Orðspor daganna [The Reputation of Days] (1983) is in many ways different from Þangað vil ég fljúga, while still being a certain kind of a sequel to it. Orðspor daganna is noticeably pessimistic and darker in its take on Icelandic everyday reality and in particular the so called ‘race for comfort and luxury’, the building of a house is seen as a building of a prison and the feeling of security comes at the cost of freedom. Ingibjörg mixes into this the homecoming from abroad, the poems in the first two chapters are poems of disappointment at the homecoming, and now the nostalgia is turned away from home, to foreign countries. Time is the main subject, time that has disappeared without a trace, or spun uncontrollably out of the kitchen window over the endless dirty dishes, and the march of time, the days, is marked by a word for every step. The poetess still carries the tumult of socialism in her bosom but she has no shelter by the country’s heart, is tied down by the kitchen sink, cemented within a house. There are strong feminist undertones, as in the well known poem “Angst” describing how anxiety is gnawing through the narrator’s root, “until one day” when “some part of me/spins uncontrollably out into the open” while “the rest stays behind/finishing the dirty dishes.” In the next poem “Woman” we see an image of a woman of the kind who stirs my fire (an image from a well known poem by late romantic and socialist poet Davíð Stefánsson), for after fervent meetings “where everything has been said” and the world’s problems “weighed evaluated and resolved”, there is always a woman who “clears the table/mops the floor and opens the windows/to let out the smoke of cigars.”

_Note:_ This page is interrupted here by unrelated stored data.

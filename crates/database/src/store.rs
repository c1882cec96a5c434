//! File-backed pending record store
//!
//! # Layout
//!
//! ```text
//! {path}/
//! ├── 3f2c...-record.json       # one JSON document per record
//! └── 9a41...-record.json.tmp   # in-flight add, never loaded
//! ```
//!
//! Everything that reaches disk is retryable: records are written with
//! `locked = false` whatever their in-memory state. Files that fail to load
//! are deleted rather than retried. A `.tmp` file only outlives its `add`
//! when the process dies mid-write; [`RecordStore::start`] removes them.
//!
//! At most `maximum_number_of_records` records are kept. Adding a new one
//! past the limit evicts the oldest first.
//!
//! All I/O goes through a [`FileSystem`]; the async operations run it on
//! the blocking pool.

use std::io;
use std::path::{Path, PathBuf};
use std::sync::Arc;

use backlog_config::DatabaseConfig;
use backlog_storage::FileSystem;

use crate::error::{DatabaseError, Result};
use crate::record::PendingRecord;

/// File name suffix of a stored record
pub const RECORD_SUFFIX: &str = "-record.json";

/// Records kept when no limit is configured
pub const DEFAULT_MAXIMUM_NUMBER_OF_RECORDS: usize = 8;

const TEMP_SUFFIX: &str = ".tmp";

/// Directory of pending records
#[derive(Clone)]
pub struct RecordStore {
    fs: Arc<dyn FileSystem>,
    path: PathBuf,
    create_database_directory: bool,
    maximum_number_of_records: usize,
}

impl std::fmt::Debug for RecordStore {
    fn fmt(&self, f: &mut std::fmt::Formatter<'_>) -> std::fmt::Result {
        f.debug_struct("RecordStore")
            .field("path", &self.path)
            .field("create_database_directory", &self.create_database_directory)
            .field("maximum_number_of_records", &self.maximum_number_of_records)
            .finish_non_exhaustive()
    }
}

impl RecordStore {
    /// Create a store rooted at `path`
    pub fn new(
        fs: Arc<dyn FileSystem>,
        path: impl Into<PathBuf>,
        create_database_directory: bool,
    ) -> Self {
        Self {
            fs,
            path: path.into(),
            create_database_directory,
            maximum_number_of_records: DEFAULT_MAXIMUM_NUMBER_OF_RECORDS,
        }
    }

    /// Keep at most `maximum` records, at least one
    pub fn with_maximum_number_of_records(mut self, maximum: usize) -> Self {
        self.maximum_number_of_records = maximum.max(1);
        self
    }

    /// Create a store from configuration
    ///
    /// Returns `Ok(None)` when the database is disabled.
    ///
    /// # Errors
    ///
    /// Returns `DatabaseError::MissingPath` when enabled without a path.
    pub fn create_if_valid(
        fs: Arc<dyn FileSystem>,
        config: &DatabaseConfig,
    ) -> Result<Option<Self>> {
        if !config.enabled {
            return Ok(None);
        }

        let path = config
            .path
            .as_deref()
            .filter(|path| !path.is_empty())
            .ok_or(DatabaseError::MissingPath)?;

        Ok(Some(
            Self::new(fs, path, config.create_database_directory)
                .with_maximum_number_of_records(config.maximum_number_of_records),
        ))
    }

    /// Record directory
    pub fn path(&self) -> &Path {
        &self.path
    }

    /// Records kept before the oldest are evicted
    pub fn maximum_number_of_records(&self) -> usize {
        self.maximum_number_of_records
    }

    /// Make sure the record directory exists and drop leftover `.tmp` files
    ///
    /// Returns `false` when it is missing and may not be created. Calling
    /// it again is harmless.
    ///
    /// # Errors
    ///
    /// Returns an error if the directory cannot be created or listed.
    pub fn start(&self) -> Result<bool> {
        if !self.fs.exists(&self.path) {
            if !self.create_database_directory {
                tracing::warn!(
                    path = %self.path.display(),
                    "database directory does not exist and creation is disabled"
                );
                return Ok(false);
            }

            self.fs
                .create_dir_all(&self.path)
                .map_err(|e| DatabaseError::io(&self.path, e))?;
            tracing::debug!(path = %self.path.display(), "created database directory");
        }

        self.remove_temp_files()?;
        Ok(true)
    }

    /// Persist `record` as `{id}-record.json`
    ///
    /// The file is written under a temporary name and renamed into place.
    /// A record with a new id evicts the oldest stored records when the
    /// store is full; rewriting a stored id never does.
    ///
    /// # Errors
    ///
    /// Returns an error if the record cannot be serialized or written, or
    /// the directory cannot be listed to make room.
    pub fn add(&self, record: &PendingRecord) -> Result<()> {
        let stored = PendingRecord {
            locked: false,
            ..record.clone()
        };
        let json = serde_json::to_vec(&stored)?;

        let path = self.record_path(&record.id);
        if !self.fs.exists(&path) {
            self.make_room()?;
        }

        let temp = temp_path(&path);
        if let Err(e) = self.fs.write_file(&temp, &json) {
            let _ = self.fs.remove_file(&temp);
            return Err(DatabaseError::io(temp, e));
        }
        if let Err(e) = self.fs.rename(&temp, &path) {
            let _ = self.fs.remove_file(&temp);
            return Err(DatabaseError::io(path, e));
        }

        tracing::debug!(id = %record.id, "stored pending record");
        Ok(())
    }

    /// Load every stored record, oldest first
    ///
    /// Files that cannot be read or parsed are deleted and skipped. A file
    /// removed while scanning is skipped silently.
    ///
    /// # Errors
    ///
    /// Returns an error if the directory cannot be listed.
    pub async fn get(&self) -> Result<Vec<PendingRecord>> {
        self.blocking(|store| store.scan()).await
    }

    /// Remove `record` from disk
    ///
    /// Returns `false` when it was not stored.
    ///
    /// # Errors
    ///
    /// Returns an error if the file exists but cannot be removed.
    pub async fn delete(&self, record: &PendingRecord) -> Result<bool> {
        self.delete_id(&record.id).await
    }

    /// Remove the record with `id` from disk
    ///
    /// # Errors
    ///
    /// Returns an error if the file exists but cannot be removed.
    pub async fn delete_id(&self, id: &str) -> Result<bool> {
        let id = id.to_string();
        self.blocking(move |store| store.remove(&id)).await
    }

    async fn blocking<T, F>(&self, task: F) -> Result<T>
    where
        T: Send + 'static,
        F: FnOnce(RecordStore) -> Result<T> + Send + 'static,
    {
        let store = self.clone();
        tokio::task::spawn_blocking(move || task(store))
            .await
            .map_err(|e| DatabaseError::io(&self.path, io::Error::other(e)))?
    }

    fn scan(&self) -> Result<Vec<PendingRecord>> {
        let mut records = Vec::new();

        for name in self.list(RECORD_SUFFIX)? {
            let path = self.path.join(&name);
            let json = match self.fs.read_to_string(&path) {
                Ok(json) => json,
                Err(e) if e.kind() == io::ErrorKind::NotFound => continue,
                Err(e) => {
                    tracing::warn!(path = %path.display(), error = %e, "unreadable record, discarding");
                    self.discard(&path);
                    continue;
                }
            };

            match serde_json::from_str::<PendingRecord>(&json) {
                Ok(mut record) => {
                    record.locked = false;
                    records.push(record);
                }
                Err(e) => {
                    tracing::warn!(path = %path.display(), error = %e, "corrupt record, discarding");
                    self.discard(&path);
                }
            }
        }

        records.sort_by(|a, b| a.timestamp.cmp(&b.timestamp).then_with(|| a.id.cmp(&b.id)));
        Ok(records)
    }

    /// Evict the oldest records until one more fits
    fn make_room(&self) -> Result<()> {
        if self.list(RECORD_SUFFIX)?.len() < self.maximum_number_of_records {
            return Ok(());
        }

        let records = self.scan()?;
        let overflow = (records.len() + 1).saturating_sub(self.maximum_number_of_records);
        for record in records.iter().take(overflow) {
            self.remove(&record.id)?;
        }

        if overflow > 0 {
            tracing::info!(
                evicted = overflow,
                maximum = self.maximum_number_of_records,
                "record limit reached, evicted oldest records"
            );
        }
        Ok(())
    }

    fn remove(&self, id: &str) -> Result<bool> {
        let path = self.record_path(id);
        match self.fs.remove_file(&path) {
            Ok(()) => Ok(true),
            Err(e) if e.kind() == io::ErrorKind::NotFound => Ok(false),
            Err(e) => Err(DatabaseError::io(path, e)),
        }
    }

    fn remove_temp_files(&self) -> Result<()> {
        for name in self.list(&format!("{RECORD_SUFFIX}{TEMP_SUFFIX}"))? {
            let path = self.path.join(&name);
            tracing::warn!(path = %path.display(), "removing interrupted record write");
            self.discard(&path);
        }
        Ok(())
    }

    /// File names in the record directory ending with `suffix`
    fn list(&self, suffix: &str) -> Result<Vec<String>> {
        let names = self
            .fs
            .read_dir(&self.path)
            .map_err(|e| DatabaseError::io(&self.path, e))?;
        Ok(names
            .into_iter()
            .filter(|name| name.ends_with(suffix))
            .collect())
    }

    fn discard(&self, path: &Path) {
        if let Err(e) = self.fs.remove_file(path)
            && e.kind() != io::ErrorKind::NotFound
        {
            tracing::warn!(path = %path.display(), error = %e, "failed to remove discarded record");
        }
    }

    fn record_path(&self, id: &str) -> PathBuf {
        self.path.join(format!("{id}{RECORD_SUFFIX}"))
    }
}

fn temp_path(path: &Path) -> PathBuf {
    let mut name = path.as_os_str().to_owned();
    name.push(TEMP_SUFFIX);
    PathBuf::from(name)
}

#[cfg(test)]
#[path = "store_test.rs"]
mod store_test;
//! Backlog - Database
//!
//! Reports that could not be delivered are persisted here and retried after
//! a restart.
//!
//! # Example
//!
//! ```ignore
//! use backlog_database::{DeduplicationModel, DeduplicationStrategy, PendingRecord, RecordStore};
//!
//! let fs = Arc::new(NativeFileSystem::default());
//! let store = RecordStore::create_if_valid(fs, &config.database)?.expect("enabled");
//! store.start()?;
//!
//! let model = DeduplicationModel::new(DeduplicationStrategy::MESSAGE);
//! let record = PendingRecord::new(report.clone(), vec![]).with_hash(model.key(&report));
//! store.add(&record)?;
//!
//! for record in store.get().await? {
//!     // deliver, then
//!     store.delete(&record).await?;
//! }
//! ```

mod error;
mod hash;
mod record;
mod store;

pub use error::{DatabaseError, Result};
pub use hash::{CUSTOM_FINGERPRINT_ATTRIBUTE, DeduplicationModel, DeduplicationStrategy, hash};
pub use record::{AttachmentRef, PendingRecord};
pub use store::{DEFAULT_MAXIMUM_NUMBER_OF_RECORDS, RECORD_SUFFIX, RecordStore};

This tone of defeat is not at all overwhelming, “with two empty hands” the narrator of the poem rises determined and wakes up from a century long sleep, seemingly ready to take on life. In the poem “Sleeping Beauty” it says: “Now I rise determined and wake up/from a century long sleep/- or am I being born?”, “Somebody has told me/that this is my home.” There is a certain kind of narrative thread that gives Ingibjörg’s poetry a unique nuance, not only within the books but also between them. Even though this narrative thread is never a solid one, a linear development, continuation and connections can be seen between the poems. While bitterness and defeat mark many of the poems, the general overtone is powerful, perhaps owing to the optimism invested in the children Ingibjörg writes about, they will inherit the earth and the daughter drinks the mother’s revolutionary thoughts at the breast in the poem “A Child at My Breast” at the end of the book:
Ég dái konur
sem halda vígreifar
útá hála brautina
Þannig hugsa ég
meðan dóttir mín drekkur
[I admire women
who go full of fighting spirit
forth the slippery road
This is how I think
While my daughter drinks
with her mother’s milk]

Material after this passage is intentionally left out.